[![Open In Colab](https://colab.research.google.com/assets/colab-badge.svg)](https://colab.research.google.com/github/sam69387/gensim/blob/master/Tutorial_on_Keras.ipynb)

# Tutorial on Neural Networks using Keras
**Keras** is a powerful Python tool to develop and evaluate deep neural networks. It wraps the efficient numerical computation libraries Theano and TensorFlow and allows you to define and train neural network models in a few short lines of code.

# Steps

Here are the basic steps to be followed while implementing a deep neural network. 

1.   Load Data
2.   Define Model
3.   Compile Model
4.   Fit Model
5.   Evaluate Model



# Install Keras and Import packages

In [0]:
!pip install keras

import numpy
from keras.datasets import imdb
from keras.models import Sequential
from keras.layers import Dense
from keras.layers import LSTM
from keras.layers.embeddings import Embedding
from keras.preprocessing import sequence

# Load Data
For this tutorial, we will be using the default IMDB data that comes pre-loaded into Keras.

In [0]:
top_words = 5000
(X_train, y_train), (X_test, y_test) = imdb.load_data(num_words=top_words)

# Define Model
Here we define the Neural Network. We specify input dimensions, number of hidden layers, size of each layer, etc.

In [0]:
max_review_length = 10
X_train = sequence.pad_sequences(X_train, maxlen=max_review_length)
X_test = sequence.pad_sequences(X_test, maxlen=max_review_length)

model = Sequential()
model.add(Dense(12, input_dim=10, activation='relu'))
model.add(Dense(8, activation='relu'))
model.add(Dense(8, activation='relu'))
model.add(Dense(1, activation='sigmoid'))

# Compile Model
Specify the loss function, optimizer to be used and evaluation metrics.

In [0]:
model.compile(loss='binary_crossentropy', optimizer='adam', metrics=['accuracy'])

# Fit Model
Here we fit the model to the training set.
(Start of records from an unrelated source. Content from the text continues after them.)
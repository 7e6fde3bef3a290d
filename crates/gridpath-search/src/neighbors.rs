use gridpath_core::Coord;

/// Exploration order shared by every strategy: down, up, right, left.
///
/// Changing it changes which of several equal routes a search returns.
pub const DIRECTIONS: [Coord; 4] = [
    Coord::new(1, 0),
    Coord::new(-1, 0),
    Coord::new(0, 1),
    Coord::new(0, -1),
];

/// Cached neighbor computation helper.
///
/// Enumerates the 4-directional neighbours of a cell in [`DIRECTIONS`]
/// order, filtered by a predicate.
pub struct Neighbors {
    buf: Vec<Coord>,
}

impl Default for Neighbors {
    fn default() -> Self {
        Self::new()
    }
}

impl Neighbors {
    /// Create a new `Neighbors` helper.
    pub fn new() -> Self {
        Self {
            buf: Vec::with_capacity(4),
        }
    }

    /// Return the cardinal neighbours of `c`, keeping only those for which
    /// `keep` returns `true`.
    pub fn cardinal(&mut self, c: Coord, keep: impl Fn(Coord) -> bool) -> &[Coord] {
        self.buf.clear();
        for d in DIRECTIONS {
            let n = c + d;
            if keep(n) {
                self.buf.push(n);
            }
        }
        &self.buf
    }
}
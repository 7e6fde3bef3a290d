//! Plain-text map sources.
//!
//! Each non-blank line is one row of integer terrain codes separated by
//! commas and/or spaces:
//!
//! ```text
//! 1, 1, 0, 1
//! 1 0 0 1
//! 1,1,1,1
//! ```
//!
//! All rows must have the same number of columns.

use std::fmt::Write as _;
use std::fs;
use std::path::Path;
use std::str::FromStr;

use crate::error::MapError;
use crate::grid::TerrainGrid;
use crate::map::Map;

/// Parse a grid from text.
pub fn parse_grid(s: &str) -> Result<TerrainGrid, MapError> {
    let mut rows: Vec<Vec<i32>> = Vec::new();

    for (i, line) in s.lines().enumerate() {
        let lineno = i + 1;
        let mut row = Vec::new();
        for token in line
            .split(|c: char| c == ',' || c.is_whitespace())
            .filter(|t| !t.is_empty())
        {
            let code = token.parse::<i32>().map_err(|_| MapError::InvalidToken {
                line: lineno,
                token: token.to_string(),
            })?;
            row.push(code);
        }
        if row.is_empty() {
            continue;
        }
        if let Some(first) = rows.first() {
            if row.len() != first.len() {
                return Err(MapError::InconsistentRow {
                    line: lineno,
                    expected: first.len(),
                    found: row.len(),
                });
            }
        }
        rows.push(row);
    }

    TerrainGrid::from_rows(&rows)
}

/// Read and parse a grid file.
pub fn load_grid(path: impl AsRef<Path>) -> Result<TerrainGrid, MapError> {
    let path = path.as_ref();
    let loaded = fs::read_to_string(path)
        .map_err(MapError::from)
        .and_then(|text| parse_grid(&text));
    match loaded {
        Ok(grid) => {
            log::debug!(
                "loaded {}x{} grid from {}",
                grid.rows(),
                grid.cols(),
                path.display()
            );
            Ok(grid)
        }
        Err(err) => {
            log::warn!("failed to load {}: {err}", path.display());
            Err(err)
        }
    }
}

/// Write a grid in the source format, one comma-separated row per line.
pub fn format_grid(grid: &TerrainGrid) -> String {
    let mut out = String::with_capacity(grid.len() * 3);
    for row in grid.row_slices() {
        for (i, cell) in row.iter().enumerate() {
            if i > 0 {
                out.push(',');
            }
            let _ = write!(out, "{}", cell.value());
        }
        out.push('\n');
    }
    out
}

/// Parses a grid and runs the map between its opposite corners.
impl FromStr for Map {
    type Err = MapError;

    fn from_str(s: &str) -> Result<Self, Self::Err> {
        parse_grid(s).map(Map::with_corners)
    }
}

#[cfg(test)]
mod tests {
    use super::*;
    use crate::{Cell, Coord};
    use std::sync::{Mutex, Once};

    #[test]
    fn parses_mixed_separators() {
        let g = parse_grid("1, 1, 0\n1 0 1\n0,1,1\n").unwrap();
        assert_eq!(g.rows(), 3);
        assert_eq!(g.cols(), 3);
        assert_eq!(g.at(Coord::new(0, 2)), Some(Cell(0)));
        assert_eq!(g.at(Coord::new(1, 1)), Some(Cell(0)));
        assert_eq!(g.at(Coord::new(2, 0)), Some(Cell(0)));
        assert_eq!(g.count(Cell(1)), 6);
    }

    #[test]
    fn skips_blank_lines_and_repeated_separators() {
        let g = parse_grid("\n1,,1  ,1\n\n  2 , 3 ,4\n").unwrap();
        assert_eq!(g.to_rows(), vec![vec![1, 1, 1], vec![2, 3, 4]]);
    }

    #[test]
    fn rejects_ragged_rows() {
        match parse_grid("1 1 1\n\n1 1\n") {
            Err(MapError::InconsistentRow {
                line,
                expected,
                found,
            }) => assert_eq!((line, expected, found), (3, 3, 2)),
            other => panic!("unexpected {other:?}"),
        }
    }

    #[test]
    fn rejects_non_integer_tokens() {
        match parse_grid("1 1\n1 x\n") {
            Err(MapError::InvalidToken { line, token }) => {
                assert_eq!(line, 2);
                assert_eq!(token, "x");
            }
            other => panic!("unexpected {other:?}"),
        }
    }

    #[test]
    fn rejects_empty_source() {
        assert!(matches!(parse_grid(""), Err(MapError::Empty)));
        assert!(matches!(parse_grid(" \n , \n"), Err(MapError::Empty)));
    }

    #[test]
    fn format_is_parseable() {
        let g = parse_grid("1 0 1\n4 1 3\n").unwrap();
        let text = format_grid(&g);
        assert_eq!(text, "1,0,1\n4,1,3\n");
        assert_eq!(parse_grid(&text).unwrap(), g);
    }

    #[test]
    fn map_from_str_uses_corners() {
        let m: Map = "1 1 1 1\n1 0 0 1\n".parse().unwrap();
        assert_eq!(m.start(), Coord::new(0, 0));
        assert_eq!(m.end(), Coord::new(1, 3));
    }

    /// Collects warnings so tests can check what a load reported.
    struct WarnCapture(Mutex<Vec<String>>);

    impl log::Log for WarnCapture {
        fn enabled(&self, meta: &log::Metadata) -> bool {
            meta.level() <= log::Level::Warn
        }

        fn log(&self, record: &log::Record) {
            if !self.enabled(record.metadata()) {
                return;
            }
            if let Ok(mut seen) = self.0.lock() {
                seen.push(record.args().to_string());
            }
        }

        fn flush(&self) {}
    }

    static WARNINGS: WarnCapture = WarnCapture(Mutex::new(Vec::new()));

    fn warnings() -> &'static WarnCapture {
        static INSTALL: Once = Once::new();
        INSTALL.call_once(|| {
            if log::set_logger(&WARNINGS).is_ok() {
                log::set_max_level(log::LevelFilter::Warn);
            }
        });
        &WARNINGS
    }

    #[test]
    fn load_missing_file_is_io_error() {
        let err = load_grid("/definitely/not/a/map.txt").unwrap_err();
        assert!(matches!(err, MapError::Io(_)));
    }

    #[test]
    fn load_failures_are_warned_about() {
        let capture = warnings();
        let missing = "/definitely/not/a/warned-map.txt";
        assert!(load_grid(missing).is_err());

        let ragged = std::env::temp_dir()
            .join(format!("gridpath-ragged-{}.txt", std::process::id()));
        fs::write(&ragged, "1 1\n1\n").unwrap();
        let err = load_grid(&ragged).unwrap_err();
        fs::remove_file(&ragged).unwrap();
        assert!(matches!(err, MapError::InconsistentRow { .. }));

        let seen = capture.0.lock().unwrap();
        assert!(seen.iter().any(|m| m.contains(missing)), "{seen:?}");
        let ragged = ragged.display().to_string();
        assert!(seen.iter().any(|m| m.contains(&ragged)), "{seen:?}");
    }
}
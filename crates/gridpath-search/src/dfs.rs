//! Depth-first search with an explicit stack.
//!
//! The traversal is the same as the textbook recursive version: enter a
//! cell, mark it visited, then try each direction in [`DIRECTIONS`] order,
//! descending into the first open unvisited neighbour before trying the
//! next direction. Each stack frame remembers which direction to try next,
//! so depth is bounded by heap memory rather than the call stack.

use gridpath_core::{Coord, Map};

use crate::error::SearchError;
use crate::neighbors::DIRECTIONS;
use crate::path::Path;
use crate::predecessor::{PredecessorMap, conclude};
use crate::strategy::Algorithm;
use crate::traits::PathFinder;

/// Depth-first search. Finds *a* path, usually not the shortest one.
#[derive(Debug, Clone, Copy, Default)]
pub struct DepthFirst;

struct Frame {
    at: Coord,
    next_dir: usize,
}

impl PathFinder for DepthFirst {
    fn algorithm(&self) -> Algorithm {
        Algorithm::DepthFirst
    }

    fn find_path(&self, map: &Map) -> Result<Option<Path>, SearchError> {
        let grid = map.grid();
        let start = map.start();
        let goal = map.end();

        let mut preds = PredecessorMap::new(grid);
        if start == goal {
            return conclude(Algorithm::DepthFirst, map, &preds, true, 0);
        }

        let mut visited = vec![false; grid.len()];
        if let Some(si) = grid.idx(start) {
            visited[si] = true;
        }
        let mut stack = vec![Frame {
            at: start,
            next_dir: 0,
        }];

        let mut expanded = 1;
        let found = loop {
            let Some(frame) = stack.last_mut() else {
                break false;
            };
            let Some(&d) = DIRECTIONS.get(frame.next_dir) else {
                // Every direction tried: backtrack.
                stack.pop();
                continue;
            };
            frame.next_dir += 1;
            let current = frame.at;

            let n = current + d;
            let Some(ni) = grid.idx(n) else {
                continue;
            };
            if visited[ni] || !grid.is_passable(n) {
                continue;
            }

            preds.insert(n, current);
            if n == goal {
                break true;
            }
            visited[ni] = true;
            expanded += 1;
            log::trace!("dfs: enter {n}");
            stack.push(Frame { at: n, next_dir: 0 });
        };

        conclude(Algorithm::DepthFirst, map, &preds, found, expanded)
    }
}
//! Text rendering of a map, one character per cell.

use gridpath_core::{Coord, Map, Terrain};

/// Character for a cell's terrain code.
pub fn glyph(terrain: Option<Terrain>) -> char {
    match terrain {
        Some(Terrain::Blocked) => '#',
        Some(Terrain::Open) => '.',
        Some(Terrain::Start) => 'S',
        Some(Terrain::Goal) => 'G',
        Some(Terrain::PathMark) => '*',
        None => '?',
    }
}

/// Draw `map` with its start and end overlaid as `S` and `G`.
pub fn render(map: &Map) -> String {
    let grid = map.grid();
    let mut out = String::with_capacity(grid.len() + grid.rows());
    for (c, cell) in grid.iter() {
        let ch = if c == map.start() {
            'S'
        } else if c == map.end() {
            'G'
        } else {
            glyph(cell.terrain())
        };
        out.push(ch);
        if c.col as usize == grid.cols() - 1 {
            out.push('\n');
        }
    }
    out
}

/// Parse `ROW,COL` into a coordinate.
pub fn parse_coord(s: &str) -> Result<Coord, String> {
    let (row, col) = s
        .split_once(',')
        .ok_or_else(|| format!("expected ROW,COL, got \u{201c}{s}\u{201d}"))?;
    let row = row
        .trim()
        .parse::<i32>()
        .map_err(|e| format!("bad row \u{201c}{row}\u{201d}: {e}"))?;
    let col = col
        .trim()
        .parse::<i32>()
        .map_err(|e| format!("bad column \u{201c}{col}\u{201d}: {e}"))?;
    Ok(Coord::new(row, col))
}
//! Terrain codes.
//!
//! [`Cell`] is a newtype over the raw integer code stored in a grid.
//! Search only cares whether a cell is blocked (`0`) or not; the remaining
//! codes are markers for whoever renders the map.

/// A raw terrain code.
#[derive(Debug, Clone, Copy, PartialEq, Eq, Hash, Default)]
#[cfg_attr(feature = "serde", derive(serde::Serialize, serde::Deserialize))]
pub struct Cell(pub i32);

/// Known terrain codes.
#[derive(Debug, Clone, Copy, PartialEq, Eq, Hash)]
#[repr(i32)]
pub enum Terrain {
    Blocked = 0,
    Open = 1,
    Start = 2,
    Goal = 3,
    /// Written back by the caller after a successful search.
    PathMark = 4,
}

impl Terrain {
    /// The cell holding this terrain code.
    pub const fn cell(self) -> Cell {
        Cell(self as i32)
    }
}

impl Cell {
    pub const BLOCKED: Cell = Terrain::Blocked.cell();
    pub const OPEN: Cell = Terrain::Open.cell();
    pub const PATH: Cell = Terrain::PathMark.cell();

    /// Create a new cell with the given code.
    pub const fn new(code: i32) -> Self {
        Self(code)
    }

    /// Get the underlying code.
    pub const fn value(self) -> i32 {
        self.0
    }

    /// Whether movement into this cell is forbidden. Only code `0` blocks;
    /// every other code, known or not, is traversable.
    pub const fn is_blocked(self) -> bool {
        self.0 == 0
    }

    /// Interpret the code, or `None` for codes outside the known set.
    pub fn terrain(self) -> Option<Terrain> {
        match self.0 {
            0 => Some(Terrain::Blocked),
            1 => Some(Terrain::Open),
            2 => Some(Terrain::Start),
            3 => Some(Terrain::Goal),
            4 => Some(Terrain::PathMark),
            _ => None,
        }
    }

    /// Blocked cells become open, anything else becomes blocked.
    pub const fn toggled(self) -> Self {
        if self.is_blocked() {
            Self::OPEN
        } else {
            Self::BLOCKED
        }
    }
}

impl From<i32> for Cell {
    fn from(v: i32) -> Self {
        Self(v)
    }
}

impl From<Cell> for i32 {
    fn from(c: Cell) -> Self {
        c.0
    }
}

impl From<Terrain> for Cell {
    fn from(t: Terrain) -> Self {
        t.cell()
    }
}
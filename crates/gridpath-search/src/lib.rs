//! Interchangeable search strategies for 4-connected terrain grids.
//!
//! Every strategy implements [`PathFinder`] over a [`gridpath_core::Map`]
//! and is selected through the [`Algorithm`] registry:
//!
//! - **Breadth-first** ([`BreadthFirst`]) fewest-step paths
//! - **Depth-first** ([`DepthFirst`]) some path, explicit-stack traversal
//! - **Dijkstra** ([`Dijkstra`]) uniform-cost search, same paths as BFS
//! - **Best-first**, **A\***, **hill-climbing**: registered, refuse with
//!   [`SearchError::Unimplemented`]
//!
//! Moves are up, down, left and right, explored in the fixed order of
//! [`DIRECTIONS`]. Blocked cells (code `0`) are never entered; the start is
//! always left from whatever its terrain. All search state (visited sets,
//! distances, [`PredecessorMap`]) lives only for the duration of one call,
//! so one `&Map` can be searched from many threads at once.
//!
//! # Outcomes
//!
//! | Result | Meaning |
//! |---|---|
//! | `Ok(Some(path))` | start-to-end route, endpoints included |
//! | `Ok(None)` | the end is unreachable |
//! | `Err(SearchError::Unimplemented(_))` | placeholder strategy selected |
//! | `Err(SearchError::InvalidReconstruction { .. })` | internal defect |

mod bfs;
mod dfs;
mod dijkstra;
mod error;
mod neighbors;
mod path;
mod pending;
mod predecessor;
mod strategy;
mod traits;

pub use bfs::BreadthFirst;
pub use dfs::DepthFirst;
pub use dijkstra::{Dijkstra, UNREACHABLE};
pub use error::{ReconstructError, SearchError, UnknownAlgorithm};
pub use neighbors::{DIRECTIONS, Neighbors};
pub use path::Path;
pub use pending::{AStar, BestFirst, HillClimbing};
pub use predecessor::{PredecessorMap, reconstruct};
pub use strategy::{Algorithm, find_path};
pub use traits::PathFinder;
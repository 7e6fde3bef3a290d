//! `gridpath`: run a search strategy over a terrain map and print the route.
//!
//! Usage:
//!   gridpath                                  # 12x12 open map, BFS
//!   gridpath --map demo/maps/maze.txt --algo dfs
//!   gridpath --block 1,0 --block 1,1 --all    # edit the default map, try everything

mod render;

use std::fs;
use std::path::PathBuf;

use anyhow::{Context, Result, bail};
use clap::Parser;
use gridpath_core::{Coord, DEFAULT_MAP_SIZE, Map, TerrainGrid, format_grid, load_grid};
use gridpath_search::{Algorithm, Path, SearchError, find_path};
use log::{info, warn};

use crate::render::{parse_coord, render};

/// Grid pathfinding over blocked/open terrain.
#[derive(Parser, Debug)]
#[command(author, version, about, long_about = None)]
struct Args {
    /// Map file: one row per line, integer codes separated by commas and/or spaces
    #[arg(short, long)]
    map: Option<PathBuf>,

    /// Algorithm key: dfs, bfs, hill, best, astar, dijkstra (any case)
    #[arg(short, long, default_value = "bfs")]
    algo: Algorithm,

    /// Side length of the open map used when no file is given
    #[arg(long, default_value_t = DEFAULT_MAP_SIZE)]
    size: usize,

    /// Start cell as ROW,COL (default: top-left corner)
    #[arg(long, value_parser = parse_coord)]
    start: Option<Coord>,

    /// End cell as ROW,COL (default: bottom-right corner)
    #[arg(long, value_parser = parse_coord)]
    end: Option<Coord>,

    /// Toggle a cell between blocked and open before searching (repeatable)
    #[arg(long = "block", value_parser = parse_coord)]
    blocks: Vec<Coord>,

    /// Write the map, with the path marked, back out in the map file format
    #[arg(short, long)]
    output: Option<PathBuf>,

    /// Run every registered algorithm instead of just --algo
    #[arg(long)]
    all: bool,
}

fn build_map(args: &Args) -> Result<Map> {
    let grid = match &args.map {
        Some(path) => {
            load_grid(path).with_context(|| format!("failed to load map {}", path.display()))?
        }
        None => TerrainGrid::open(args.size, args.size),
    };
    let corners = Map::with_corners(grid);
    let start = args.start.unwrap_or(corners.start());
    let end = args.end.unwrap_or(corners.end());
    let mut map = Map::new(corners.grid().clone(), start, end)?;

    for &c in &args.blocks {
        if !map.toggle(c) {
            bail!("--block {c} is outside the map");
        }
    }
    Ok(map)
}

/// Run one algorithm. Unimplemented strategies are reported rather than
/// fatal when `tolerate_unimplemented` is set.
fn run(algo: Algorithm, map: &Map, tolerate_unimplemented: bool) -> Result<Option<Path>> {
    match find_path(algo, map) {
        Ok(Some(path)) => Ok(Some(path)),
        Ok(None) => {
            println!("{algo}: no path found");
            Ok(None)
        }
        Err(SearchError::Unimplemented(_)) if tolerate_unimplemented => {
            warn!("{algo}: skipped, not implemented");
            println!("{algo}: not implemented");
            Ok(None)
        }
        Err(err) => Err(err).with_context(|| format!("{algo} search failed")),
    }
}

/// Mark `path` on a copy of `map` and describe it: one summary line, then
/// the rendered grid.
fn report(algo: Algorithm, map: &Map, path: &Path) -> (Map, String) {
    let mut shown = map.clone();
    shown.mark_path(path.coords());
    let text = format!("{algo}: {} steps\n{}", path.steps(), render(&shown));
    (shown, text)
}

fn main() -> Result<()> {
    env_logger::Builder::from_env(env_logger::Env::default().default_filter_or("info")).init();

    let args = Args::parse();
    let map = build_map(&args)?;
    info!(
        "{}x{} map, {} -> {}",
        map.grid().rows(),
        map.grid().cols(),
        map.start(),
        map.end()
    );

    let algos: Vec<Algorithm> = if args.all {
        Algorithm::ALL.to_vec()
    } else {
        vec![args.algo]
    };

    let mut marked = map.clone();
    for algo in algos {
        let Some(path) = run(algo, &map, args.all)? else {
            continue;
        };
        let (shown, report) = report(algo, &map, &path);
        print!("{report}");
        marked = shown;
    }

    if let Some(out) = &args.output {
        fs::write(out, format_grid(marked.grid()))
            .with_context(|| format!("failed to write {}", out.display()))?;
        info!("wrote {}", out.display());
    }
    Ok(())
}
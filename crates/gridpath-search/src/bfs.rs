use std::collections::VecDeque;

use gridpath_core::Map;

use crate::error::SearchError;
use crate::neighbors::Neighbors;
use crate::path::Path;
use crate::predecessor::{PredecessorMap, conclude};
use crate::strategy::Algorithm;
use crate::traits::PathFinder;

/// Breadth-first search. Returns a path with the fewest possible steps.
#[derive(Debug, Clone, Copy, Default)]
pub struct BreadthFirst;

impl PathFinder for BreadthFirst {
    fn algorithm(&self) -> Algorithm {
        Algorithm::BreadthFirst
    }

    fn find_path(&self, map: &Map) -> Result<Option<Path>, SearchError> {
        let grid = map.grid();
        let goal = map.end();

        let mut visited = vec![false; grid.len()];
        let mut preds = PredecessorMap::new(grid);
        let mut queue = VecDeque::new();
        let mut nb = Neighbors::new();

        // The start is entered whatever its terrain.
        if let Some(si) = grid.idx(map.start()) {
            visited[si] = true;
        }
        queue.push_back(map.start());

        let mut expanded = 0;
        let found = loop {
            let Some(current) = queue.pop_front() else {
                break false;
            };
            if current == goal {
                break true;
            }
            expanded += 1;
            log::trace!("bfs: expand {current}");

            for &n in nb.cardinal(current, |c| grid.is_passable(c)) {
                let Some(ni) = grid.idx(n) else {
                    continue;
                };
                // Marked on enqueue so nothing is queued twice.
                if visited[ni] {
                    continue;
                }
                visited[ni] = true;
                preds.insert(n, current);
                queue.push_back(n);
            }
        };

        conclude(Algorithm::BreadthFirst, map, &preds, found, expanded)
    }
}

#[cfg(test)]
mod tests {
    use super::*;
    use gridpath_core::{Coord, TerrainGrid};

    fn c(row: i32, col: i32) -> Coord {
        Coord::new(row, col)
    }

    fn map(rows: &[[i32; 4]]) -> Map {
        Map::with_corners(TerrainGrid::from_rows(rows).unwrap())
    }

    #[test]
    fn open_grid_follows_direction_order() {
        let m = Map::open_square(4);
        let path = BreadthFirst.find_path(&m).unwrap().unwrap();
        assert_eq!(path.steps(), 6);
        assert_eq!(
            path.coords(),
            &[c(0, 0), c(1, 0), c(2, 0), c(3, 0), c(3, 1), c(3, 2), c(3, 3)]
        );
    }

    #[test]
    fn routes_through_single_gap() {
        let m = map(&[[1, 1, 1, 1], [1, 0, 0, 0], [1, 1, 1, 1], [1, 1, 1, 1]]);
        let path = BreadthFirst.find_path(&m).unwrap().unwrap();
        assert!(path.coords().contains(&c(1, 0)));
        assert_eq!(path.steps(), 6);
        assert!(path.is_walkable(&m));
    }

    #[test]
    fn detours_when_direct_route_is_walled() {
        // Only gap in row 1 is at the far right; the end sits bottom-left.
        let grid =
            TerrainGrid::from_rows(&[[1, 1, 1, 1], [0, 0, 0, 1], [1, 1, 1, 1], [1, 0, 0, 0]])
                .unwrap();
        let m = Map::new(grid, c(0, 0), c(3, 0)).unwrap();
        let path = BreadthFirst.find_path(&m).unwrap().unwrap();
        assert_eq!(
            path.coords(),
            &[
                c(0, 0),
                c(0, 1),
                c(0, 2),
                c(0, 3),
                c(1, 3),
                c(2, 3),
                c(2, 2),
                c(2, 1),
                c(2, 0),
                c(3, 0),
            ]
        );
    }

    #[test]
    fn walled_goal_has_no_path() {
        let m = map(&[[1, 1, 1, 1], [1, 1, 1, 1], [1, 1, 1, 0], [1, 1, 0, 1]]);
        assert_eq!(BreadthFirst.find_path(&m), Ok(None));
    }

    #[test]
    fn blocked_start_can_still_leave() {
        let m = map(&[[0, 1, 1, 1], [1, 1, 1, 1], [1, 1, 1, 1], [1, 1, 1, 1]]);
        let path = BreadthFirst.find_path(&m).unwrap().unwrap();
        assert_eq!(path.start(), c(0, 0));
        assert_eq!(path.steps(), 6);
    }

    #[test]
    fn blocked_goal_is_never_entered() {
        let m = map(&[[1, 1, 1, 1], [1, 1, 1, 1], [1, 1, 1, 1], [1, 1, 1, 0]]);
        assert_eq!(BreadthFirst.find_path(&m), Ok(None));
    }

    #[test]
    fn does_not_modify_map() {
        let m = map(&[[1, 1, 1, 1], [1, 0, 0, 1], [1, 1, 0, 1], [1, 1, 1, 1]]);
        let before = m.clone();
        let _ = BreadthFirst.find_path(&m);
        assert_eq!(m, before);
    }
}
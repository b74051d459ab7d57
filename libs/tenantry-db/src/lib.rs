#![cfg_attr(coverage_nightly, feature(coverage_attribute))]
//! Tenant-isolated data access over `MySQL`, `PostgreSQL` and `MongoDB`.
//!
//! Every request brings its own [`RawDescriptor`]. The descriptor is validated
//! into a typed [`ConnectionDescriptor`], a connection is acquired from the
//! [`ConnectionManager`] for exactly that descriptor, and the [`Executor`] runs
//! the operation with the requester's [`TenantId`] injected into every write
//! and every filter.
//!
//! # Layers
//! - [`validate`]: descriptor validation and managed-cloud admission
//! - [`manager`]: per-descriptor pools (relational) and per-unit-of-work
//!   clients (document)
//! - [`exec`]: structured CRUD with tenant injection, plus the audited raw path
//! - [`isolation`]: reconciles unique indexes so that every one of them leads
//!   with the tenant key
//! - [`migrate`]: folds legacy per-tenant collections into shared ones
//!
//! # Example
//! ```rust,no_run
//! use std::sync::Arc;
//! use tenantry_db::{
//!     ConnectionManager, DataConfig, Executor, Operation, RawDescriptor, TenantId, validate,
//! };
//!
//! # async fn demo() -> tenantry_db::Result<()> {
//! let config = DataConfig::default();
//! let manager = Arc::new(ConnectionManager::new(config.clone()));
//! let executor = Executor::new(manager, config);
//!
//! let raw: RawDescriptor = serde_json::from_value(serde_json::json!({
//!     "type": "postgresql", "host": "localhost", "port": 5432, "database": "shop"
//! })).map_err(|e| tenantry_db::DataError::InvalidOperation(e.to_string()))?;
//! let descriptor = validate::validate(&raw, &DataConfig::default().document)?;
//!
//! let tenant = TenantId::new("tenant_42")?;
//! let op: Operation = serde_json::from_value(serde_json::json!({
//!     "action": "find", "entity": "products", "filter": {}
//! })).map_err(|e| tenantry_db::DataError::InvalidOperation(e.to_string()))?;
//! let _rows = executor.execute(Some(&tenant), &descriptor, op).await?;
//! # Ok(())
//! # }
//! ```

pub mod config;
pub mod descriptor;
mod error;
pub mod exec;
pub mod isolation;
pub mod manager;
pub mod migrate;
mod pool_opts;
pub mod schema;
pub mod secret;
pub mod tenant;
pub mod validate;

pub use config::{DataConfig, DocumentCfg, PoolCfg, RawCfg, RawPolicy};
pub use descriptor::{ConnectionDescriptor, Engine, RawDescriptor};
pub use error::{ConfigError, ConnectionFailure, DataError};
pub use exec::{ExecOutcome, Executor, Operation, RawStatement, StructuredOp};
pub use isolation::{IndexCatalog, ReconcileReport};
pub use manager::{ConnectionManager, DbHandle};
pub use migrate::MigrationReport;
pub use schema::{EntityDef, IndexDescriptor, Schema};
pub use secret::Secret;
pub use tenant::TenantId;

/// Library-local result type.
pub type Result<T> = std::result::Result<T, DataError>;
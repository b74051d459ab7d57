use tokio::signal;

/// Resolves on Ctrl+C or SIGTERM. A handler that cannot be installed is
/// logged and never fires.
pub async fn wait_for_shutdown() {
    tokio::select! {
        () = ctrl_c() => {}
        () = sigterm() => {}
    }
    tracing::info!("shutdown signal received, draining requests");
}

async fn ctrl_c() {
    if let Err(e) = signal::ctrl_c().await {
        tracing::error!(%e, "cannot listen for Ctrl+C");
        std::future::pending::<()>().await;
    }
}

#[cfg(unix)]
async fn sigterm() {
    match signal::unix::signal(signal::unix::SignalKind::terminate()) {
        Ok(mut handler) => {
            handler.recv().await;
        }
        Err(e) => {
            tracing::error!(%e, "cannot install SIGTERM handler");
            std::future::pending::<()>().await;
        }
    }
}

#[cfg(not(unix))]
async fn sigterm() {
    std::future::pending::<()>().await;
}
Specify number of epochs. 

In [0]:
model.fit(X_train, y_train, epochs=10, batch_size=10)

# Evaluate Model
Calculate accuracy metrics.

In [0]:
scores = model.evaluate(X_test, y_test)
print("\n%s: %.2f%%" % (model.metrics_names[1], scores[1]*100))

# Data Preprocessing
Now we begin with the actual stuff for the RNN assignment. We will now use the data from Assistments data set. This is the data set you will be using for your assignment. Here are the helper preprocessing functions. 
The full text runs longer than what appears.